Hey everyone, Mark Marshall with The Pro Audio Files and

Today I want to talk about emulating the tremolo sound that is known in the Brownface Fender amps, and they have a very special kind of tremolo. What it actually does is it sags the power a little bit, so as the later Fender amps came out, particularly the Blackface, they no longer did this sag tremolo, where it felt like it dropped the power as the tremolo was coming in and out. It was a little bit of a harder tremolo.

It adds a bit of a subtle thing, but when you’re doing a lot of dusty, kind of swampy, southern blues rock stuff, I think that it’s cool to be able to be aware of these nuances.

For this example, I’m going to use this Supra-Trem from Full Tone. I have it on the soft setting, and you can see where I have the settings setup for that. I’m going to also use that in conjunction with this KLON KTR. I don’t have it on too heavy of a gain setting, just a little bit so it makes it a little bit crunchier, and a little more present in the mids.

[mix, guitar with Supra-Trem and KLON KTR,Supra-Trem second]

[mix, guitar with Supra-Trem and KLON KTR,Supra-Trem first]


When I put the KLON before the tremolo pedal, there was a little more gain going to the amp, so it was a little more output and a hotter signal, and this kind of makes sense if you think about it, because if the tremolo is before the overdrive pedal, the tremolo is constantly adjusting the amount of guitar signal being sent to the tremolo pedal, in essence, it lowers the overdrive as the tremolo fades in and out.

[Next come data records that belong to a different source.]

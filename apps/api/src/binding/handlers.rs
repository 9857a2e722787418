//! Axum route handlers for the Binding API.

use axum::{
    extract::{Path, State},
    http::StatusCode,
    Json,
};
use serde::{Deserialize, Serialize};
use tracing::info;
use uuid::Uuid;

use crate::binding::discovery::{build_suggestions, discover_bindings};
use crate::binding::extractor::{extract_placeholders, unique_placeholders};
use crate::binding::fields::FlatField;
use crate::binding::matcher::PlaceholderMatch;
use crate::binding::review::{BindingSuggestion, ReviewOutcome, ReviewSession};
use crate::binding::similarity::SimilarityKind;
use crate::errors::AppError;
use crate::models::binding::BindingRow;
use crate::state::AppState;

/// Upper bound on placeholders per match request; callers page larger sets.
pub const MAX_MATCH_BATCH: usize = 500;

// ────────────────────────────────────────────────────────────────────────────
// Request / Response types
// ────────────────────────────────────────────────────────────────────────────

#[derive(Debug, Deserialize)]
pub struct ExtractRequest {
    #[serde(default)]
    pub content: Option<String>,
}

#[derive(Debug, Serialize)]
pub struct ExtractResponse {
    /// Every token in scan order, duplicates included.
    pub placeholders: Vec<String>,
    /// Distinct tokens, first appearance order.
    pub unique: Vec<String>,
}

impl ExtractResponse {
    fn scan(content: &str) -> Self {
        Self {
            placeholders: extract_placeholders(content),
            unique: unique_placeholders(content),
        }
    }
}

#[derive(Debug, Deserialize)]
pub struct MatchRequest {
    pub placeholders: Vec<String>,
}

#[derive(Debug, Serialize)]
pub struct MatchResponse {
    pub matches: Vec<PlaceholderMatch>,
    /// Placeholders that cleared no field; no suggestion, not an error.
    pub unmatched: Vec<String>,
    pub threshold: f64,
}

#[derive(Debug, Serialize)]
pub struct FieldCatalogResponse {
    pub threshold: f64,
    pub similarity: SimilarityKind,
    pub fields: Vec<FlatField>,
}

#[derive(Debug, Serialize)]
pub struct SuggestionsResponse {
    pub template_id: Uuid,
    pub suggestions: Vec<BindingSuggestion>,
}

#[derive(Debug, Serialize)]
pub struct AcceptAllResponse {
    pub accepted: Vec<BindingRow>,
}

#[derive(Debug, Serialize)]
pub struct DeleteBindingsResponse {
    pub deleted: u64,
}

#[derive(Debug, Deserialize)]
pub struct AssignRequest {
    #[serde(alias = "selector")]
    pub data_field: String,
    #[serde(default)]
    pub description: Option<String>,
}

// ────────────────────────────────────────────────────────────────────────────
// Stateless matching
// ────────────────────────────────────────────────────────────────────────────

/// POST /api/v1/placeholders/extract
pub async fn handle_extract(Json(request): Json<ExtractRequest>) -> Json<ExtractResponse> {
    Json(ExtractResponse::scan(request.content.as_deref().unwrap_or("")))
}

/// POST /api/v1/bindings/match
///
/// Runs the batch matcher over the configured field catalog.
pub async fn handle_match(
    State(state): State<AppState>,
    Json(request): Json<MatchRequest>,
) -> Result<Json<MatchResponse>, AppError> {
    if request.placeholders.len() > MAX_MATCH_BATCH {
        return Err(AppError::Validation(format!(
            "At most {MAX_MATCH_BATCH} placeholders per request, got {}",
            request.placeholders.len()
        )));
    }

    let matches = state.matcher.process_placeholders(&request.placeholders);
    let unmatched = request
        .placeholders
        .iter()
        .filter(|p| !matches.iter().any(|m| &m.placeholder == *p))
        .cloned()
        .collect();

    Ok(Json(MatchResponse {
        matches,
        unmatched,
        threshold: state.matcher.threshold(),
    }))
}

/// GET /api/v1/fields
pub async fn handle_list_fields(State(state): State<AppState>) -> Json<FieldCatalogResponse> {
    Json(FieldCatalogResponse {
        threshold: state.matcher.threshold(),
        similarity: state.config.similarity,
        fields: state.matcher.catalog().to_vec(),
    })
}

// ────────────────────────────────────────────────────────────────────────────
// Template bindings
// ────────────────────────────────────────────────────────────────────────────

/// GET /api/v1/templates/:id/placeholders
pub async fn handle_template_placeholders(
    State(state): State<AppState>,
    Path(template_id): Path<Uuid>,
) -> Result<Json<ExtractResponse>, AppError> {
    let body = state
        .store
        .template_body(template_id)
        .await?
        .ok_or_else(|| AppError::NotFound(format!("Template {template_id} not found")))?;
    Ok(Json(ExtractResponse::scan(&body)))
}

/// GET /api/v1/templates/:id/bindings
pub async fn handle_list_bindings(
    State(state): State<AppState>,
    Path(template_id): Path<Uuid>,
) -> Result<Json<Vec<BindingRow>>, AppError> {
    Ok(Json(state.store.list_bindings(template_id).await?))
}

/// DELETE /api/v1/templates/:id/bindings
///
/// Also closes the template's review session; its suggestions point at deleted rows.
pub async fn handle_delete_template_bindings(
    State(state): State<AppState>,
    Path(template_id): Path<Uuid>,
) -> Result<Json<DeleteBindingsResponse>, AppError> {
    state.close_review(template_id).await;
    let deleted = state.store.delete_template_bindings(template_id).await?;
    Ok(Json(DeleteBindingsResponse { deleted }))
}

/// POST /api/v1/templates/:id/bindings/discover
pub async fn handle_discover(
    State(state): State<AppState>,
    Path(template_id): Path<Uuid>,
) -> Result<Json<Vec<BindingRow>>, AppError> {
    Ok(Json(discover_bindings(state.store.as_ref(), template_id).await?))
}

/// PUT /api/v1/bindings/:id
///
/// Manual assignment. Replaces any previous field and marks the binding mapped.
/// A pending suggestion for the same binding is superseded so a later
/// Accept / AcceptAll cannot overwrite the manual choice.
pub async fn handle_assign(
    State(state): State<AppState>,
    Path(binding_id): Path<Uuid>,
    Json(request): Json<AssignRequest>,
) -> Result<Json<BindingRow>, AppError> {
    let data_field = request.data_field.trim();
    if data_field.is_empty() {
        return Err(AppError::Validation("data_field cannot be empty".to_string()));
    }
    if !state.matcher.has_field(data_field) {
        return Err(AppError::Validation(format!(
            "Unknown data field '{data_field}'"
        )));
    }

    let binding = state
        .store
        .assign_field(binding_id, data_field, request.description.as_deref())
        .await?
        .ok_or_else(|| AppError::NotFound(format!("Binding {binding_id} not found")))?;

    info!(
        "Binding {binding_id} manually mapped to {data_field} on template {}",
        binding.template_id
    );
    if let Some(session) = state.review_session(binding.template_id).await {
        session.lock().await.supersede(binding_id);
    }
    Ok(Json(binding))
}

/// DELETE /api/v1/bindings/:id
pub async fn handle_delete_binding(
    State(state): State<AppState>,
    Path(binding_id): Path<Uuid>,
) -> Result<StatusCode, AppError> {
    if state.store.delete_binding(binding_id).await? {
        Ok(StatusCode::NO_CONTENT)
    } else {
        Err(AppError::NotFound(format!("Binding {binding_id} not found")))
    }
}

// ────────────────────────────────────────────────────────────────────────────
// Suggestion review
// ────────────────────────────────────────────────────────────────────────────

/// POST /api/v1/templates/:id/suggestions
///
/// Discovers bindings, matches the unmapped ones, and opens a fresh review session.
pub async fn handle_suggest(
    State(state): State<AppState>,
    Path(template_id): Path<Uuid>,
) -> Result<Json<SuggestionsResponse>, AppError> {
    let bindings = discover_bindings(state.store.as_ref(), template_id).await?;
    let suggestions = build_suggestions(&state.matcher, &bindings);

    info!(
        "Template {template_id}: {} suggestions for {} unmapped bindings",
        suggestions.len(),
        bindings.iter().filter(|b| !b.is_mapped).count()
    );

    let session = ReviewSession::open(template_id, suggestions.clone(), state.review_events.clone());
    state.open_review(session).await;

    Ok(Json(SuggestionsResponse {
        template_id,
        suggestions,
    }))
}

/// GET /api/v1/templates/:id/suggestions
pub async fn handle_get_suggestions(
    State(state): State<AppState>,
    Path(template_id): Path<Uuid>,
) -> Result<Json<SuggestionsResponse>, AppError> {
    let session = state
        .review_session(template_id)
        .await
        .ok_or_else(|| no_session(template_id))?;
    let session = session.lock().await;
    Ok(Json(SuggestionsResponse {
        template_id: session.template_id(),
        suggestions: session.pending().to_vec(),
    }))
}

/// POST /api/v1/templates/:id/suggestions/accept-all
pub async fn handle_accept_all(
    State(state): State<AppState>,
    Path(template_id): Path<Uuid>,
) -> Result<Json<AcceptAllResponse>, AppError> {
    let session = state
        .review_session(template_id)
        .await
        .ok_or_else(|| no_session(template_id))?;
    let accepted = session
        .lock()
        .await
        .accept_all(state.store.as_ref())
        .await?;

    info!("Template {template_id}: accepted {} suggestions", accepted.len());
    Ok(Json(AcceptAllResponse { accepted }))
}

/// POST /api/v1/templates/:id/suggestions/:binding_id/accept
pub async fn handle_accept(
    State(state): State<AppState>,
    Path((template_id, binding_id)): Path<(Uuid, Uuid)>,
) -> Result<Json<ReviewOutcome>, AppError> {
    let session = state
        .review_session(template_id)
        .await
        .ok_or_else(|| no_session(template_id))?;
    let outcome = session
        .lock()
        .await
        .accept(binding_id, state.store.as_ref())
        .await?;
    Ok(Json(outcome))
}

/// POST /api/v1/templates/:id/suggestions/:binding_id/dismiss
pub async fn handle_dismiss(
    State(state): State<AppState>,
    Path((template_id, binding_id)): Path<(Uuid, Uuid)>,
) -> Result<Json<ReviewOutcome>, AppError> {
    let session = state
        .review_session(template_id)
        .await
        .ok_or_else(|| no_session(template_id))?;
    let outcome = session.lock().await.dismiss(binding_id)?;
    Ok(Json(outcome))
}

fn no_session(template_id: Uuid) -> AppError {
    AppError::NotFound(format!(
        "No open suggestion review for template {template_id}"
    ))
}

One of the other things that you’ll notice is that when the tremolo was first, the signal was just a little bit softer. I kind of like this because it’s a bit more of a subtle tremolo effect. Sometimes I think when you’re using tremolo, it can be a really brash effect, and sometimes, you just want it to be moody and vibey, and this is a really great approach to be able to do this.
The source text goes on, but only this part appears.